» PROBLEM
When the string "over" is part of a line in the data below, report the whole line.

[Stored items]
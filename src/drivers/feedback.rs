// GestureGate - Device Feedback Commander
//
// Maps each feedback decision to exactly one command line for the device
// (LED on a match, buzzer on a mismatch). Best effort: a closed link or a
// failed write drops the command.

use crate::config::DeviceConfig;
use crate::drivers::serial::CommandSink;
use crate::error::TransportError;
use crate::events::FeedbackDecision;

pub struct DeviceCommander<S: CommandSink> {
    sink: S,
    matched_command: String,
    mismatched_command: String,
    sent: u64,
    dropped: u64,
}

impl<S: CommandSink> DeviceCommander<S> {
    pub fn new(sink: S, config: &DeviceConfig) -> Self {
        Self {
            sink,
            matched_command: config.matched_command.clone(),
            mismatched_command: config.mismatched_command.clone(),
            sent: 0,
            dropped: 0,
        }
    }

    pub fn command_for(&self, decision: &FeedbackDecision) -> &str {
        match decision {
            FeedbackDecision::Matched { .. } => &self.matched_command,
            FeedbackDecision::Mismatched { .. } => &self.mismatched_command,
        }
    }

    /// Send the command for `decision`. Never retries.
    pub fn send(&mut self, decision: &FeedbackDecision) -> Result<(), TransportError> {
        let command = self.command_for(decision).to_string();

        if !self.sink.is_open() {
            self.dropped += 1;
            log::warn!("Transport unavailable, dropped command {:?}", command);
            return Err(TransportError::Unavailable);
        }

        match self.sink.write_line(&command) {
            Ok(()) => {
                self.sent += 1;
                log::debug!("Sent {:?}", command);
                Ok(())
            }
            Err(e) => {
                self.dropped += 1;
                log::warn!("Failed to send {:?}: {}", command, e);
                Err(e)
            }
        }
    }

    pub fn sent(&self) -> u64 {
        self.sent
    }

    pub fn dropped(&self) -> u64 {
        self.dropped
    }

    pub fn sink(&self) -> &S {
        &self.sink
    }
}
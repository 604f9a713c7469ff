// GestureGate - Window Scheduler
//
// On every tick the scheduler swaps the accumulation buffer for an empty one
// and hands the drained samples to the classification worker. Only one window
// may be in flight: the slot is claimed here and released by the worker when
// it drops the permit.

use std::sync::atomic::{AtomicBool, Ordering};
use std::sync::Arc;

use crossbeam_channel::{Sender, TrySendError};

use crate::events::Window;
use crate::ingest::SampleBuffer;

/// Single-slot guard for the in-flight window.
#[derive(Debug, Clone, Default)]
pub struct InFlightSlot {
    busy: Arc<AtomicBool>,
}

impl InFlightSlot {
    pub fn new() -> Self {
        Self::default()
    }

    pub fn is_busy(&self) -> bool {
        self.busy.load(Ordering::Acquire)
    }

    /// Claim the slot. Returns `None` if a window is already in flight.
    pub fn try_claim(&self) -> Option<SlotPermit> {
        self.busy
            .compare_exchange(false, true, Ordering::AcqRel, Ordering::Acquire)
            .ok()
            .map(|_| SlotPermit {
                busy: Arc::clone(&self.busy),
            })
    }
}

/// Held while a window is being classified. Dropping it frees the slot, on
/// every path including unwinding.
#[derive(Debug)]
pub struct SlotPermit {
    busy: Arc<AtomicBool>,
}

impl Drop for SlotPermit {
    fn drop(&mut self) {
        self.busy.store(false, Ordering::Release);
    }
}

/// A window plus the permit that keeps the slot claimed.
#[derive(Debug)]
pub struct Dispatch {
    pub window: Window,
    pub permit: SlotPermit,
}

#[derive(Debug, Clone, Copy, PartialEq, Eq)]
pub enum TickOutcome {
    /// Buffer was empty; nothing was classified.
    NoData,
    /// Previous window still in flight; samples stay for the next tick.
    Busy,
    /// A window with this many samples was handed to the worker.
    Dispatched { seq: u64, samples: usize },
    /// The worker has gone away; samples were kept.
    WorkerGone,
}

pub struct WindowScheduler {
    buffer: SampleBuffer,
    slot: InFlightSlot,
    window_tx: Sender<Dispatch>,
    next_seq: u64,
    skipped: u64,
}

impl WindowScheduler {
    pub fn new(buffer: SampleBuffer, slot: InFlightSlot, window_tx: Sender<Dispatch>) -> Self {
        Self {
            buffer,
            slot,
            window_tx,
            next_seq: 1,
            skipped: 0,
        }
    }

    pub fn on_tick(&mut self) -> TickOutcome {
        let pending = self.buffer.len();
        if pending == 0 {
            log::info!("No data received in this window");
            return TickOutcome::NoData;
        }

        let Some(permit) = self.slot.try_claim() else {
            self.skipped += 1;
            log::warn!(
                "Window still in flight; skipping tick ({} samples carried over)",
                pending
            );
            return TickOutcome::Busy;
        };

        // Only this scheduler drains, so the buffer can only have grown.
        let samples = self.buffer.take();

        let seq = self.next_seq;
        let count = samples.len();
        let dispatch = Dispatch {
            window: Window::new(seq, samples),
            permit,
        };

        match self.window_tx.try_send(dispatch) {
            Ok(()) => {
                self.next_seq += 1;
                log::debug!("Window #{} dispatched ({} samples)", seq, count);
                TickOutcome::Dispatched {
                    seq,
                    samples: count,
                }
            }
            Err(TrySendError::Full(d)) => {
                let Dispatch { window, permit } = d;
                drop(permit);
                self.buffer.restore(window.samples);
                self.skipped += 1;
                log::warn!("Window queue full; skipping tick");
                TickOutcome::Busy
            }
            Err(TrySendError::Disconnected(d)) => {
                let Dispatch { window, permit } = d;
                drop(permit);
                self.buffer.restore(window.samples);
                log::error!("Classification worker is gone; window #{} kept", seq);
                TickOutcome::WorkerGone
            }
        }
    }

    pub fn skipped(&self) -> u64 {
        self.skipped
    }
}
// GestureGate - Data Types & Events

use crate::config::AXES_PER_SAMPLE;

// ---------------------------------------------------------------------------
// Sensor Data (3-axis accelerometer reading from the device)
// ---------------------------------------------------------------------------
#[derive(Debug, Clone, Copy, Default, PartialEq)]
pub struct Sample {
    pub ax: f32,
    pub ay: f32,
    pub az: f32,
}

impl Sample {
    pub fn new(ax: f32, ay: f32, az: f32) -> Self {
        Self { ax, ay, az }
    }

    pub fn axes(&self) -> [f32; AXES_PER_SAMPLE] {
        [self.ax, self.ay, self.az]
    }
}

// ---------------------------------------------------------------------------
// Window: samples collected between two scheduler ticks
// ---------------------------------------------------------------------------
#[derive(Debug, Clone, PartialEq)]
pub struct Window {
    /// Monotonic window number, starting at 1.
    pub seq: u64,
    pub samples: Vec<Sample>,
}

impl Window {
    pub fn new(seq: u64, samples: Vec<Sample>) -> Self {
        Self { seq, samples }
    }

    pub fn len(&self) -> usize {
        self.samples.len()
    }

    pub fn is_empty(&self) -> bool {
        self.samples.is_empty()
    }

    /// Interleaved `[ax0, ay0, az0, ax1, ...]`, the layout the classifier
    /// expects.
    pub fn flatten(&self) -> Vec<f32> {
        let mut features = Vec::with_capacity(self.samples.len() * AXES_PER_SAMPLE);
        for s in &self.samples {
            features.extend_from_slice(&s.axes());
        }
        features
    }
}

// ---------------------------------------------------------------------------
// Transport Events: sent from the reader task to the acquisition loop
// ---------------------------------------------------------------------------
#[derive(Debug, Clone, PartialEq)]
pub enum TransportEvent {
    /// Link opened (or re-opened) on the given port.
    Opened(String),
    /// One decoded line, line terminator stripped.
    Line(String),
    /// Open failure or mid-stream error. The link is closed after this.
    Error(String),
    /// Reader reached end of stream.
    Closed,
}

// ---------------------------------------------------------------------------
// Feedback Decisions: produced by the sequence validator
// ---------------------------------------------------------------------------
#[derive(Debug, Clone, PartialEq, Eq)]
pub enum FeedbackDecision {
    /// The top label matched the expected one and the cursor advanced.
    /// `completed` is set when the advance wrapped the cursor back to 0.
    Matched { label: String, completed: bool },
    Mismatched { expected: String, actual: String },
}

impl FeedbackDecision {
    pub fn is_match(&self) -> bool {
        matches!(self, Self::Matched { .. })
    }
}
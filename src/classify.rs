// GestureGate - Classification Adapter
//
// Flattens a window, runs it through the classifier and normalises the
// output into one `ClassificationResult`. The output shape is chosen from
// the model properties read at start-up, never guessed from which fields a
// response happens to carry.

use crate::ei::{BoundingBox, Classifier, ModelProperties, RawOutput};
use crate::error::ClassifierError;
use crate::events::Window;

/// Which normalised shape the adapter produces.
#[derive(Debug, Clone, Copy, PartialEq, Eq)]
pub enum OutputShape {
    PlainLabel,
    SpatialDetection,
    VisualAnomaly,
}

impl OutputShape {
    pub fn for_model(props: &ModelProperties) -> Self {
        if props.has_visual_anomaly_detection {
            Self::VisualAnomaly
        } else if props.model_type.is_detection() {
            Self::SpatialDetection
        } else {
            Self::PlainLabel
        }
    }
}

#[derive(Debug, Clone, PartialEq)]
pub struct Candidate {
    pub label: String,
    pub score: f32,
}

/// Normalised output for one window. Never mutated after creation.
#[derive(Debug, Clone, PartialEq)]
pub enum ClassificationResult {
    PlainLabel {
        candidates: Vec<Candidate>,
        anomaly: Option<f32>,
    },
    SpatialDetection {
        boxes: Vec<BoundingBox>,
    },
    VisualAnomaly {
        candidates: Vec<Candidate>,
        grid: Vec<BoundingBox>,
        max: f32,
        mean: f32,
    },
}

impl ClassificationResult {
    fn from_raw(shape: OutputShape, raw: RawOutput) -> Self {
        let candidates = |pairs: Vec<(String, f32)>| {
            pairs
                .into_iter()
                .map(|(label, score)| Candidate { label, score })
                .collect::<Vec<_>>()
        };

        match shape {
            OutputShape::PlainLabel => Self::PlainLabel {
                candidates: candidates(raw.classification),
                anomaly: raw.anomaly,
            },
            OutputShape::SpatialDetection => Self::SpatialDetection {
                boxes: raw.bounding_boxes,
            },
            OutputShape::VisualAnomaly => {
                let grid = raw.visual_anomaly_grid;
                let max = raw
                    .visual_anomaly_max
                    .unwrap_or_else(|| grid.iter().map(|c| c.value).fold(0.0, f32::max));
                let mean = raw.visual_anomaly_mean.unwrap_or_else(|| {
                    if grid.is_empty() {
                        0.0
                    } else {
                        grid.iter().map(|c| c.value).sum::<f32>() / grid.len() as f32
                    }
                });
                Self::VisualAnomaly {
                    candidates: candidates(raw.classification),
                    grid,
                    max,
                    mean,
                }
            }
        }
    }

    /// `(label, score)` for every candidate, in classifier order.
    pub fn scores(&self) -> Vec<(&str, f32)> {
        match self {
            Self::PlainLabel { candidates, .. } | Self::VisualAnomaly { candidates, .. } => {
                candidates.iter().map(|c| (c.label.as_str(), c.score)).collect()
            }
            Self::SpatialDetection { boxes } => {
                boxes.iter().map(|b| (b.label.as_str(), b.value)).collect()
            }
        }
    }

    /// Highest-scoring candidate. Scanning uses a strict `>`, so on an exact
    /// tie the first one seen wins. NaN and infinite scores never win.
    pub fn top(&self) -> Option<(&str, f32)> {
        let mut best: Option<(&str, f32)> = None;
        for (label, score) in self.scores() {
            if !score.is_finite() {
                continue;
            }
            match best {
                Some((_, s)) if score > s => best = Some((label, score)),
                None => best = Some((label, score)),
                _ => {}
            }
        }
        best
    }

    pub fn shape(&self) -> OutputShape {
        match self {
            Self::PlainLabel { .. } => OutputShape::PlainLabel,
            Self::SpatialDetection { .. } => OutputShape::SpatialDetection,
            Self::VisualAnomaly { .. } => OutputShape::VisualAnomaly,
        }
    }
}

pub struct ClassificationAdapter {
    classifier: Box<dyn Classifier>,
    shape: OutputShape,
}

impl ClassificationAdapter {
    /// Initialise the classifier (exactly once) and fix the output shape from
    /// the properties it reports.
    pub fn new(mut classifier: Box<dyn Classifier>) -> Result<Self, ClassifierError> {
        classifier.initialize()?;
        let shape = OutputShape::for_model(classifier.properties()?);
        log::info!("Classifier initialised, output shape {:?}", shape);
        Ok(Self { classifier, shape })
    }

    pub fn shape(&self) -> OutputShape {
        self.shape
    }

    pub fn properties(&self) -> Result<&ModelProperties, ClassifierError> {
        self.classifier.properties()
    }

    /// Classify one window. Failures are returned as-is; the caller drops the
    /// window, nothing is retried.
    pub fn classify(&mut self, window: &Window) -> Result<ClassificationResult, ClassifierError> {
        let features = window.flatten();
        if let Some(expected) = self.classifier.properties()?.input_features_count {
            if expected != features.len() {
                log::debug!(
                    "Window #{} has {} features, model expects {}",
                    window.seq,
                    features.len(),
                    expected
                );
            }
        }

        let raw = self.classifier.classify(&features)?;
        if raw.result_code != 0 {
            return Err(ClassifierError::ClassificationFailed {
                code: raw.result_code,
                detail: format!("window #{}", window.seq),
            });
        }
        Ok(ClassificationResult::from_raw(self.shape, raw))
    }
}
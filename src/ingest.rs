// GestureGate - Sample Ingestor
//
// Turns transport lines into samples and appends them to the accumulation
// buffer shared with the window scheduler. A malformed line is rejected
// whole; nothing is ever partially appended.

use std::sync::{Arc, Mutex, MutexGuard};

use crate::config::AXES_PER_SAMPLE;
use crate::error::ParseError;
use crate::events::Sample;

/// Accumulation buffer shared between one writer (the ingestor) and one
/// drainer (the scheduler). `take` swaps the contents out under the lock, so
/// a sample is either in the drained batch or still in the buffer, never both.
#[derive(Debug, Clone, Default)]
pub struct SampleBuffer {
    inner: Arc<Mutex<Vec<Sample>>>,
}

impl SampleBuffer {
    pub fn new() -> Self {
        Self::default()
    }

    fn lock(&self) -> MutexGuard<'_, Vec<Sample>> {
        // A panicking holder cannot leave the Vec half-written, so keep going.
        self.inner.lock().unwrap_or_else(|poisoned| poisoned.into_inner())
    }

    pub fn push(&self, sample: Sample) {
        self.lock().push(sample);
    }

    /// Take everything accumulated so far, leaving an empty buffer behind.
    pub fn take(&self) -> Vec<Sample> {
        std::mem::take(&mut *self.lock())
    }

    /// Put a drained batch back in front of anything appended since.
    pub fn restore(&self, mut samples: Vec<Sample>) {
        let mut buf = self.lock();
        samples.append(&mut buf);
        *buf = samples;
    }

    pub fn len(&self) -> usize {
        self.lock().len()
    }

    pub fn is_empty(&self) -> bool {
        self.lock().is_empty()
    }
}

/// Parse one `ax,ay,az` line.
pub fn parse_sample(line: &str) -> Result<Sample, ParseError> {
    let trimmed = line.trim();
    let fields: Vec<&str> = if trimmed.is_empty() {
        Vec::new()
    } else {
        trimmed.split(',').map(str::trim).collect()
    };

    if fields.len() != AXES_PER_SAMPLE {
        return Err(ParseError::FieldCount {
            line: line.to_string(),
            found: fields.len(),
        });
    }

    let mut axes = [0.0f32; AXES_PER_SAMPLE];
    for (slot, field) in axes.iter_mut().zip(&fields) {
        *slot = match field.parse::<f32>() {
            Ok(v) if v.is_finite() => v,
            _ => {
                return Err(ParseError::NotANumber {
                    line: line.to_string(),
                    field: field.to_string(),
                })
            }
        };
    }

    Ok(Sample::new(axes[0], axes[1], axes[2]))
}

pub struct SampleIngestor {
    buffer: SampleBuffer,
    accepted: u64,
    rejected: u64,
}

impl SampleIngestor {
    pub fn new(buffer: SampleBuffer) -> Self {
        Self {
            buffer,
            accepted: 0,
            rejected: 0,
        }
    }

    /// Parse `line` and append the sample. Rejected lines are logged with
    /// their raw content and returned to the caller; they never abort the
    /// stream.
    pub fn ingest(&mut self, line: &str) -> Result<Sample, ParseError> {
        match parse_sample(line) {
            Ok(sample) => {
                self.buffer.push(sample);
                self.accepted += 1;
                Ok(sample)
            }
            Err(e) => {
                self.rejected += 1;
                log::warn!("Dropped line: {}", e);
                Err(e)
            }
        }
    }

    pub fn accepted(&self) -> u64 {
        self.accepted
    }

    pub fn rejected(&self) -> u64 {
        self.rejected
    }

    pub fn buffer(&self) -> &SampleBuffer {
        &self.buffer
    }
}
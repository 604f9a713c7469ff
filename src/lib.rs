// GestureGate - Serial IMU Gesture Gateway
//
// Reads accelerometer samples from a device over a serial link, classifies
// them in fixed time windows, checks the labels against an expected gesture
// sequence and answers the device with a feedback command per window.

pub mod classify;
pub mod config;
pub mod drivers;
pub mod ei;
pub mod error;
pub mod events;
pub mod ingest;
pub mod scheduler;
pub mod sequence;
pub mod tasks;
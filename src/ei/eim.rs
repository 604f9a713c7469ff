// GestureGate - Edge Impulse Linux Model Runner
//
// A `.eim` file is a self-contained executable. Started with a socket path
// as its only argument it serves JSON requests on that Unix socket: the
// gateway writes one JSON object per request and reads one NUL-terminated
// JSON object per response. Requests carry an `id` that the response echoes.

use std::fs;
use std::io::{self, BufRead, BufReader, Write};
use std::os::unix::net::UnixStream;
use std::path::{Path, PathBuf};
use std::process::{self, Child, Command, Stdio};
use std::thread;
use std::time::Duration;

use serde::Deserialize;
use serde_json::{json, Map, Value};

use super::{BoundingBox, Classifier, ModelProperties, ModelType, RawOutput};
use crate::config::{EIM_CONNECT_ATTEMPTS, EIM_CONNECT_RETRY_MS};
use crate::error::ClassifierError;

/// Result code reported when the runner answers `success: false`; the runner
/// only sends an error string.
pub const EIM_FAILURE_CODE: i32 = -1;

/// `has_anomaly` value the runner uses for visual (GMM) anomaly models.
const ANOMALY_VISUAL_GMM: u32 = 3;

#[derive(Debug, Deserialize)]
struct Response {
    success: bool,
    #[serde(default)]
    id: Option<u64>,
    #[serde(default)]
    error: Option<String>,
    #[serde(default)]
    model_parameters: Option<ModelParameters>,
    #[serde(default)]
    result: Option<ClassifyResult>,
}

#[derive(Debug, Deserialize)]
struct ModelParameters {
    #[serde(default = "default_model_type")]
    model_type: ModelType,
    #[serde(default)]
    has_anomaly: u32,
    #[serde(default)]
    has_visual_anomaly_detection: Option<bool>,
    #[serde(default)]
    labels: Vec<String>,
    #[serde(default)]
    input_features_count: Option<usize>,
}

fn default_model_type() -> ModelType {
    ModelType::Classification
}

#[derive(Debug, Default, Deserialize)]
struct ClassifyResult {
    #[serde(default)]
    classification: Map<String, Value>,
    #[serde(default)]
    bounding_boxes: Vec<BoundingBox>,
    #[serde(default)]
    anomaly: Option<f32>,
    #[serde(default)]
    visual_anomaly_grid: Vec<BoundingBox>,
    #[serde(default)]
    visual_anomaly_max: Option<f32>,
    #[serde(default)]
    visual_anomaly_mean: Option<f32>,
}

impl ClassifyResult {
    fn into_raw(self) -> Result<RawOutput, ClassifierError> {
        let mut classification = Vec::with_capacity(self.classification.len());
        for (label, value) in self.classification {
            let score = value.as_f64().ok_or_else(|| {
                ClassifierError::Protocol(format!("score for {label:?} is not a number"))
            })?;
            classification.push((label, score as f32));
        }
        Ok(RawOutput {
            result_code: 0,
            classification,
            bounding_boxes: self.bounding_boxes,
            anomaly: self.anomaly,
            visual_anomaly_grid: self.visual_anomaly_grid,
            visual_anomaly_max: self.visual_anomaly_max,
            visual_anomaly_mean: self.visual_anomaly_mean,
        })
    }
}

pub struct EimRunner {
    child: Option<Child>,
    /// Socket file to remove on drop (only when we started the runner).
    owned_socket: Option<PathBuf>,
    reader: BufReader<UnixStream>,
    writer: UnixStream,
    /// Bytes of a response cut short by a read timeout. Kept until its NUL
    /// arrives so the next read resumes at the right place.
    partial: Vec<u8>,
    next_id: u64,
    properties: Option<ModelProperties>,
}

impl EimRunner {
    /// Start the model executable and connect to its socket.
    pub fn spawn(model_path: &str, timeout: Duration) -> Result<Self, ClassifierError> {
        let socket_path =
            std::env::temp_dir().join(format!("gesturegate-{}.sock", process::id()));
        let _ = fs::remove_file(&socket_path);

        log::info!("Starting model runner {}", model_path);
        let mut child = Command::new(model_path)
            .arg(&socket_path)
            .stdin(Stdio::null())
            .stdout(Stdio::null())
            .stderr(Stdio::inherit())
            .spawn()
            .map_err(|e| ClassifierError::Spawn(format!("{model_path}: {e}")))?;

        let stream = match wait_for_socket(&mut child, &socket_path) {
            Ok(stream) => stream,
            Err(e) => {
                let _ = child.kill();
                let _ = child.wait();
                let _ = fs::remove_file(&socket_path);
                return Err(e);
            }
        };

        let mut runner = Self::from_stream(stream, timeout)?;
        runner.child = Some(child);
        runner.owned_socket = Some(socket_path);
        Ok(runner)
    }

    /// Attach to a runner that is already listening on `socket_path`.
    pub fn connect(socket_path: &Path, timeout: Duration) -> Result<Self, ClassifierError> {
        let stream = UnixStream::connect(socket_path)?;
        Self::from_stream(stream, timeout)
    }

    fn from_stream(stream: UnixStream, timeout: Duration) -> Result<Self, ClassifierError> {
        stream.set_read_timeout(Some(timeout))?;
        let writer = stream.try_clone()?;
        Ok(Self {
            child: None,
            owned_socket: None,
            reader: BufReader::new(stream),
            writer,
            partial: Vec::new(),
            next_id: 1,
            properties: None,
        })
    }

    fn request(&mut self, mut body: Map<String, Value>) -> Result<Response, ClassifierError> {
        let id = self.next_id;
        self.next_id += 1;
        body.insert("id".into(), json!(id));

        serde_json::to_writer(&mut self.writer, &body)?;
        self.writer.flush()?;

        loop {
            let response = self.read_response()?;
            match response.id {
                Some(rid) if rid == id => return Ok(response),
                // Late answer to a request that already timed out.
                Some(rid) if rid < id => {
                    log::debug!("Discarding stale runner response #{}", rid);
                }
                other => {
                    return Err(ClassifierError::Protocol(format!(
                        "expected response #{id}, got {other:?}"
                    )))
                }
            }
        }
    }

    fn read_response(&mut self) -> Result<Response, ClassifierError> {
        match self.reader.read_until(0, &mut self.partial) {
            Ok(_) => {}
            Err(e) if matches!(e.kind(), io::ErrorKind::WouldBlock | io::ErrorKind::TimedOut) => {
                return Err(ClassifierError::Timeout)
            }
            Err(e) => return Err(e.into()),
        }
        let mut buf = std::mem::take(&mut self.partial);
        if buf.pop() != Some(0) {
            return Err(ClassifierError::Protocol("runner closed the socket".into()));
        }
        Ok(serde_json::from_slice(&buf)?)
    }
}

fn wait_for_socket(child: &mut Child, socket_path: &Path) -> Result<UnixStream, ClassifierError> {
    for _ in 0..EIM_CONNECT_ATTEMPTS {
        if let Some(status) = child.try_wait()? {
            return Err(ClassifierError::Spawn(format!(
                "model runner exited early ({status})"
            )));
        }
        if let Ok(stream) = UnixStream::connect(socket_path) {
            return Ok(stream);
        }
        thread::sleep(Duration::from_millis(EIM_CONNECT_RETRY_MS));
    }
    Err(ClassifierError::Spawn(format!(
        "no socket at {} after {} attempts",
        socket_path.display(),
        EIM_CONNECT_ATTEMPTS
    )))
}

impl Classifier for EimRunner {
    fn initialize(&mut self) -> Result<ModelProperties, ClassifierError> {
        let mut body = Map::new();
        body.insert("hello".into(), json!(1));
        let response = self.request(body)?;

        if !response.success {
            return Err(ClassifierError::Protocol(format!(
                "hello rejected: {}",
                response.error.unwrap_or_default()
            )));
        }
        let params = response
            .model_parameters
            .ok_or_else(|| ClassifierError::Protocol("hello without model_parameters".into()))?;

        let props = ModelProperties {
            model_type: params.model_type,
            has_visual_anomaly_detection: params
                .has_visual_anomaly_detection
                .unwrap_or(params.has_anomaly == ANOMALY_VISUAL_GMM),
            labels: params.labels,
            input_features_count: params.input_features_count,
        };
        log::info!(
            "Model runner ready: {:?}, {} labels, visual anomaly: {}",
            props.model_type,
            props.labels.len(),
            props.has_visual_anomaly_detection
        );
        self.properties = Some(props.clone());
        Ok(props)
    }

    fn properties(&self) -> Result<&ModelProperties, ClassifierError> {
        self.properties.as_ref().ok_or(ClassifierError::NotInitialized)
    }

    fn classify(&mut self, features: &[f32]) -> Result<RawOutput, ClassifierError> {
        self.properties()?;

        let mut body = Map::new();
        body.insert("classify".into(), json!(features));
        let response = self.request(body)?;

        if !response.success {
            return Err(ClassifierError::ClassificationFailed {
                code: EIM_FAILURE_CODE,
                detail: response.error.unwrap_or_else(|| "unknown error".into()),
            });
        }
        response.result.unwrap_or_default().into_raw()
    }
}

impl Drop for EimRunner {
    fn drop(&mut self) {
        if let Some(mut child) = self.child.take() {
            let _ = child.kill();
            let _ = child.wait();
        }
        if let Some(path) = self.owned_socket.take() {
            let _ = fs::remove_file(path);
        }
    }
}
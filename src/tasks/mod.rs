pub mod acquisition;
pub mod ai;
pub mod reader;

» OUTPUT OF THE TASK
                "Window still in flight; skipping tick ({} samples carried over)",
// Reads accelerometer samples from a device over a serial link, classifies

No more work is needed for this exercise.